Chief Magistrate of the Pitcairn Islands
- In office 1940
- Preceded by: Richard Edgar Christian
- Succeeded by: Arthur Herbert Young

Personal details
- Born: 15 April 1899 Pitcairn Islands
- Died: 18 March 1988 (aged 88) Pitcairn Islands
- Spouse: Catherine Almira Warren
- Children: Verna Carlene Deborah "Dobrey" Christian
- Parents: David Andrew Young (father); Katherine "Kittie" Young (mother);

= Andrew Clarence David Young =

Chief Magistrate of the Pitcairn Islands

Andrew Clarence David Young (15 April 1899 – 18 March 1988) was a Pitcairn Islander. He served as Chief Magistrate of the Pitcairn Islands in 1940.

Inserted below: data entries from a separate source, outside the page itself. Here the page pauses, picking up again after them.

//! Error types for the engine module.

use std::path::PathBuf;
use thiserror::Error;

use crate::catalog::Format;

/// Errors that can occur while an engine runs a step.
#[derive(Debug, Error)]
pub enum EngineError {
    /// External program not found.
    #[error("{program} not found at path: {path}")]
    BinaryNotFound { program: String, path: PathBuf },

    /// Input file not found.
    #[error("Input file not found: {path}")]
    InputNotFound { path: PathBuf },

    /// The engine cannot perform this transition.
    #[error("Unsupported conversion: {from} -> {to}")]
    UnsupportedConversion { from: Format, to: Format },

    /// Conversion process failed.
    #[error("Conversion failed: {reason}")]
    ConversionFailed {
        reason: String,
        stderr: Option<String>,
    },

    /// The process exited successfully but left no output behind.
    #[error("Output file not created: {path}")]
    OutputMissing { path: PathBuf },

    /// Conversion timed out.
    #[error("Conversion timed out after {timeout_secs} seconds")]
    Timeout { timeout_secs: u64 },

    /// Failed to probe the input file.
    #[error("Failed to probe media file: {reason}")]
    ProbeFailed { reason: String },

    /// I/O error during conversion.
    #[error("I/O error: {0}")]
    Io(#[from] std::io::Error),

    /// The step was cancelled.
    #[error("Conversion cancelled")]
    Cancelled,
}

impl EngineError {
    /// Creates a new conversion failed error with stderr output.
    pub fn conversion_failed(reason: impl Into<String>, stderr: Option<String>) -> Self {
        Self::ConversionFailed {
            reason: reason.into(),
            stderr,
        }
    }

    /// Creates a new probe failed error.
    pub fn probe_failed(reason: impl Into<String>) -> Self {
        Self::ProbeFailed {
            reason: reason.into(),
        }
    }

    /// Whether this error is a cancellation rather than a failure.
    pub fn is_cancelled(&self) -> bool {
        matches!(self, Self::Cancelled)
    }

    /// Whether this error is retryable.
    pub fn is_retryable(&self) -> bool {
        matches!(self, Self::Timeout { .. } | Self::Io(_))
    }
}

#[cfg(test)]
mod tests {
    use super::*;

    #[test]
    fn test_error_classification() {
        assert!(EngineError::Cancelled.is_cancelled());
        assert!(!EngineError::Cancelled.is_retryable());
        assert!(EngineError::Timeout { timeout_secs: 5 }.is_retryable());
        assert!(!EngineError::conversion_failed("boom", None).is_cancelled());
    }

    #[test]
    fn test_error_display() {
        let err = EngineError::BinaryNotFound {
            program: "pandoc".to_string(),
            path: PathBuf::from("/usr/bin/pandoc"),
        };
        assert_eq!(err.to_string(), "pandoc not found at path: /usr/bin/pandoc");
    }
}
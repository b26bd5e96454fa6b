//! Conversion service - the entry point used by front ends.
//!
//! Turns a (file, target format) request into a routed [`Task`], schedules
//! it on the [`TaskQueue`](crate::queue::TaskQueue) and forwards
//! [`TaskEvent`]s to a subscriber callback.
//!
//! # Example
//!
//! ```rust,ignore
//! use omniconvert_core::service::{ConversionRequest, ConversionService};
//!
//! let service = ConversionService::from_config(&config)
//!     .with_subscriber(Arc::new(|event| println!("{:?}", event)));
//!
//! let handle = service
//!     .enqueue(ConversionRequest::new("/videos/clip.mp4", "gif"))
//!     .await?;
//! handle.wait().await;
//! ```

mod output;
mod runner;
mod types;

pub use output::resolve_output_path;
pub use runner::ConversionService;
pub use types::{ConversionRequest, ServiceError, Task, TaskEvent, TaskEventCallback};
//! Document engine backed by pandoc, LibreOffice and pdftotext.

use async_trait::async_trait;
use std::ffi::OsString;
use std::path::{Path, PathBuf};
use std::time::Instant;
use tokio::sync::mpsc;
use tokio_util::sync::CancellationToken;
use tracing::{debug, warn};
use uuid::Uuid;

use super::config::DocumentConfig;
use super::error::EngineError;
use super::process::{check_tool, output_size, run_tool};
use super::traits::Engine;
use super::types::{StepJob, StepOutput, StepProgress};
use crate::catalog::{category_of, Category, EngineKind, Format};

/// Office formats pandoc cannot read.
const OFFICE_INPUTS: &[&str] = &["doc", "ppt", "pptx", "xls", "xlsx", "ods", "odp"];

/// The external program used for one document transition.
#[derive(Debug, Clone, Copy, PartialEq, Eq)]
pub enum DocumentBackend {
    /// `pdftotext` straight to the output.
    PdfToText,
    /// `pdftotext` into a scratch file, then pandoc.
    PdfViaText,
    /// LibreOffice in headless mode.
    LibreOffice,
    /// pandoc.
    Pandoc,
}

/// Picks the backend for a document or ebook transition.
pub fn select_backend(source: &Format, target: &Format) -> Result<DocumentBackend, EngineError> {
    let is_text = |f: &Format| {
        matches!(
            category_of(f),
            Some(Category::Document) | Some(Category::Ebook)
        )
    };
    if !is_text(source) || !is_text(target) {
        return Err(EngineError::UnsupportedConversion {
            from: source.clone(),
            to: target.clone(),
        });
    }

    if source == "pdf" {
        return Ok(if target == "txt" {
            DocumentBackend::PdfToText
        } else {
            DocumentBackend::PdfViaText
        });
    }

    let office_source = OFFICE_INPUTS.contains(&source.as_str());
    let office_to_pdf = target == "pdf" && category_of(source) == Some(Category::Document);
    if office_source || office_to_pdf {
        return Ok(DocumentBackend::LibreOffice);
    }

    Ok(DocumentBackend::Pandoc)
}

/// Engine for document and ebook formats.
pub struct DocumentEngine {
    config: DocumentConfig,
}

impl DocumentEngine {
    pub fn new(config: DocumentConfig) -> Self {
        Self { config }
    }

    pub fn with_defaults() -> Self {
        Self::new(DocumentConfig::default())
    }

    fn pandoc_args(input: &Path, output: &Path) -> Vec<OsString> {
        vec![
            input.as_os_str().to_owned(),
            "-o".into(),
            output.as_os_str().to_owned(),
        ]
    }

    fn pdftotext_args(input: &Path, output: &Path) -> Vec<OsString> {
        vec![
            "-enc".into(),
            "UTF-8".into(),
            "-layout".into(),
            input.as_os_str().to_owned(),
            output.as_os_str().to_owned(),
        ]
    }

    fn soffice_args(input: &Path, target: &Format, outdir: &Path) -> Vec<OsString> {
        // A private profile lets several instances run side by side.
        let mut profile = OsString::from("-env:UserInstallation=file://");
        profile.push(outdir.join("profile"));
        vec![
            profile,
            "--headless".into(),
            "--convert-to".into(),
            target.as_str().into(),
            "--outdir".into(),
            outdir.as_os_str().to_owned(),
            input.as_os_str().to_owned(),
        ]
    }

    /// Scratch location next to the step output.
    fn scratch_path(output: &Path, suffix: &str) -> PathBuf {
        let dir = output.parent().unwrap_or_else(|| Path::new("."));
        dir.join(format!(".{}.{}", Uuid::new_v4(), suffix))
    }

    async fn run_pdf_via_text(
        &self,
        job: &StepJob,
        progress_tx: &mpsc::Sender<StepProgress>,
        cancel: &CancellationToken,
    ) -> Result<(), EngineError> {
        let scratch = Self::scratch_path(&job.output_path, "txt");
        let result = self
            .pdf_via_text_steps(job, &scratch, progress_tx, cancel)
            .await;

        if let Err(e) = tokio::fs::remove_file(&scratch).await {
            if e.kind() != std::io::ErrorKind::NotFound {
                warn!(path = %scratch.display(), error = %e, "Failed to remove scratch file");
            }
        }

        result
    }

    async fn pdf_via_text_steps(
        &self,
        job: &StepJob,
        scratch: &Path,
        progress_tx: &mpsc::Sender<StepProgress>,
        cancel: &CancellationToken,
    ) -> Result<(), EngineError> {
        run_tool(
            "pdftotext",
            &self.config.pdftotext_path,
            Self::pdftotext_args(&job.input_path, scratch),
            self.config.timeout_secs,
            cancel,
        )
        .await?;

        let _ = progress_tx
            .try_send(StepProgress::new(&job.job_id, 0.5).with_message("Text extracted"));

        run_tool(
            "pandoc",
            &self.config.pandoc_path,
            Self::pandoc_args(scratch, &job.output_path),
            self.config.timeout_secs,
            cancel,
        )
        .await?;
        Ok(())
    }

    async fn run_libreoffice(
        &self,
        job: &StepJob,
        cancel: &CancellationToken,
    ) -> Result<(), EngineError> {
        let outdir = Self::scratch_path(&job.output_path, "soffice");
        tokio::fs::create_dir_all(&outdir).await?;

        let result = self.libreoffice_convert(job, &outdir, cancel).await;

        if let Err(e) = tokio::fs::remove_dir_all(&outdir).await {
            warn!(path = %outdir.display(), error = %e, "Failed to remove LibreOffice scratch dir");
        }

        result
    }

    async fn libreoffice_convert(
        &self,
        job: &StepJob,
        outdir: &Path,
        cancel: &CancellationToken,
    ) -> Result<(), EngineError> {
        run_tool(
            "soffice",
            &self.config.soffice_path,
            Self::soffice_args(&job.input_path, &job.target_format, outdir),
            self.config.timeout_secs,
            cancel,
        )
        .await?;

        // LibreOffice names its output after the input stem.
        let mut name = job
            .input_path
            .file_stem()
            .map(|s| s.to_os_string())
            .unwrap_or_else(|| OsString::from("output"));
        name.push(".");
        name.push(job.target_format.as_str());
        let produced = outdir.join(name);

        if !produced.exists() {
            return Err(EngineError::OutputMissing { path: produced });
        }
        tokio::fs::rename(&produced, &job.output_path).await?;
        Ok(())
    }
}

#[async_trait]
impl Engine for DocumentEngine {
    fn kind(&self) -> EngineKind {
        EngineKind::Document
    }

    fn name(&self) -> &str {
        "document"
    }

    async fn run(
        &self,
        job: StepJob,
        progress_tx: mpsc::Sender<StepProgress>,
        cancel: CancellationToken,
    ) -> Result<StepOutput, EngineError> {
        let start = Instant::now();

        if !job.input_path.exists() {
            return Err(EngineError::InputNotFound {
                path: job.input_path.clone(),
            });
        }

        let backend = select_backend(&job.source_format, &job.target_format)?;
        debug!(job_id = %job.job_id, ?backend, "Running document step");

        let _ = progress_tx.try_send(StepProgress::new(&job.job_id, 0.0));

        match backend {
            DocumentBackend::PdfToText => {
                run_tool(
                    "pdftotext",
                    &self.config.pdftotext_path,
                    Self::pdftotext_args(&job.input_path, &job.output_path),
                    self.config.timeout_secs,
                    &cancel,
                )
                .await?;
            }
            DocumentBackend::PdfViaText => {
                self.run_pdf_via_text(&job, &progress_tx, &cancel).await?;
            }
            DocumentBackend::LibreOffice => {
                self.run_libreoffice(&job, &cancel).await?;
            }
            DocumentBackend::Pandoc => {
                run_tool(
                    "pandoc",
                    &self.config.pandoc_path,
                    Self::pandoc_args(&job.input_path, &job.output_path),
                    self.config.timeout_secs,
                    &cancel,
                )
                .await?;
            }
        }

        let output_size_bytes = output_size(&job.output_path).await?;
        let _ = progress_tx.try_send(StepProgress::new(&job.job_id, 1.0));

        Ok(StepOutput {
            job_id: job.job_id,
            output_path: job.output_path,
            output_size_bytes,
            duration_ms: start.elapsed().as_millis() as u64,
        })
    }

    async fn validate(&self) -> Result<(), EngineError> {
        check_tool("pandoc", &self.config.pandoc_path, "--version").await?;
        check_tool("soffice", &self.config.soffice_path, "--version").await?;
        check_tool("pdftotext", &self.config.pdftotext_path, "-v").await
    }
}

Andrew Young was born to Katherine "Kittie" and David Andrew Young. He married Catherine "Katie" Almira Warren in 1921 and had a daughter, Verna Carlene Deborah "Dobrey" on 23 January 1923. He became interested in radio in 1921, and operated the first wireless radio set on Pitcairn. He operated the island's first radio station at Taro Ground between 1948 and 1955.

In May 1947, he took part in the rescue of 23 men whose boat had capsized. He was also credited with helping to save a different voyage from Henderson Island in January 1959. The boat was caught in heavy winds and, given that the rest of crew had contracted Asian flu, he navigated the boat back to Pitcairn.